In an essay with this title in Nature, Evelyn Fox Keller notes that physicists come from a tradition of looking for all-encompassing laws, and asks whether this the best approach to use when probing complex biological systems.
"How appropriate is it to look for all-encompassing laws to describe the properties of biological systems? By its very nature, life is both contingent and particular, each organism the product of eons of tinkering, of building on what had accumulated over the course of a particular evolutionary trajectory. Of course, the laws of physics and chemistry are crucial. But, beyond such laws, biological generalizations (with the possible exception of natural selection) may need to be provisional because of evolution, and because of the historical contingencies on which both the emergence of life and its elaboration depended.

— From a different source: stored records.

use axum::{routing::get, routing::post, Router};
use tower_http::cors::{Any, CorsLayer};
use tower_http::trace::TraceLayer;
use utoipa::OpenApi;
use utoipa_swagger_ui::SwaggerUi;

use crate::predict::Observer;

use super::api::ephemeris as ephemeris_handlers;
use super::api::passes as pass_handlers;
use super::api::polar as polar_handlers;
use super::api::satellites as satellite_handlers;
use super::api::station as station_handlers;
use super::api_doc::ApiDoc;
use super::config::Config;
use super::state::{spawn_refresh_task, AppState};

pub fn router(state: AppState) -> Router {
    let cors = CorsLayer::new()
        .allow_origin(Any)
        .allow_methods(Any)
        .allow_headers(Any);

    Router::new()
        // Station endpoints
        .route("/api/status", get(station_handlers::status))
        .route(
            "/api/config",
            get(station_handlers::get_config).post(station_handlers::update_config),
        )
        // Satellite selection
        .route("/api/satellites", post(satellite_handlers::save_satellites))
        .route("/api/search", get(satellite_handlers::search))
        // Predict endpoints
        .route("/api/passes", get(pass_handlers::list_passes))
        .route("/api/ephemeris", get(ephemeris_handlers::get_ephemeris))
        .route("/api/polar", get(polar_handlers::get_polar))
        // OpenAPI / Swagger
        .merge(SwaggerUi::new("/swagger-ui").url("/api-doc/openapi.json", ApiDoc::openapi()))
        // Middleware
        .layer(cors)
        .layer(TraceLayer::new_for_http())
        .with_state(state)
}

pub async fn run_server(config: Config, observer: Observer) -> std::io::Result<()> {
    let bind_addr = config.web.bind.clone();

    let state = AppState::initialize(config, observer).await;
    log::info!(
        "Tracking {} satellites from {}",
        state.tracked().await.len(),
        state.catalog.read().await.source().display()
    );

    let refresh = spawn_refresh_task(state.clone());
    let app = router(state);

    log::info!("Starting server on {}", bind_addr);

    let listener = tokio::net::TcpListener::bind(&bind_addr).await?;
    let result = axum::serve(listener, app).await;
    refresh.abort();
    result
}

Perhaps it is time to face the issues head on, and ask just when it is useful to simplify, to generalize, to search for unifying principles, and when it is not. There is also a question of appropriate analytical tools. Biologists clearly recognize their need for new tools; ought physical scientists entering systems biology consider that they too might need different methods of analysis — tools better suited to the importance of specificity in biological processes? Finally, to what extent will physicists' focus on biology demand a shift in epistemological goals, even the abandonment of their traditional holy grail of universal 'laws'? These are hard questions, but they may be crucial to the forging of productive research strategies in systems biology. Even though we cannot expect to find any laws governing the search for generalities in biology, some rough, pragmatic guidelines could be very useful indeed."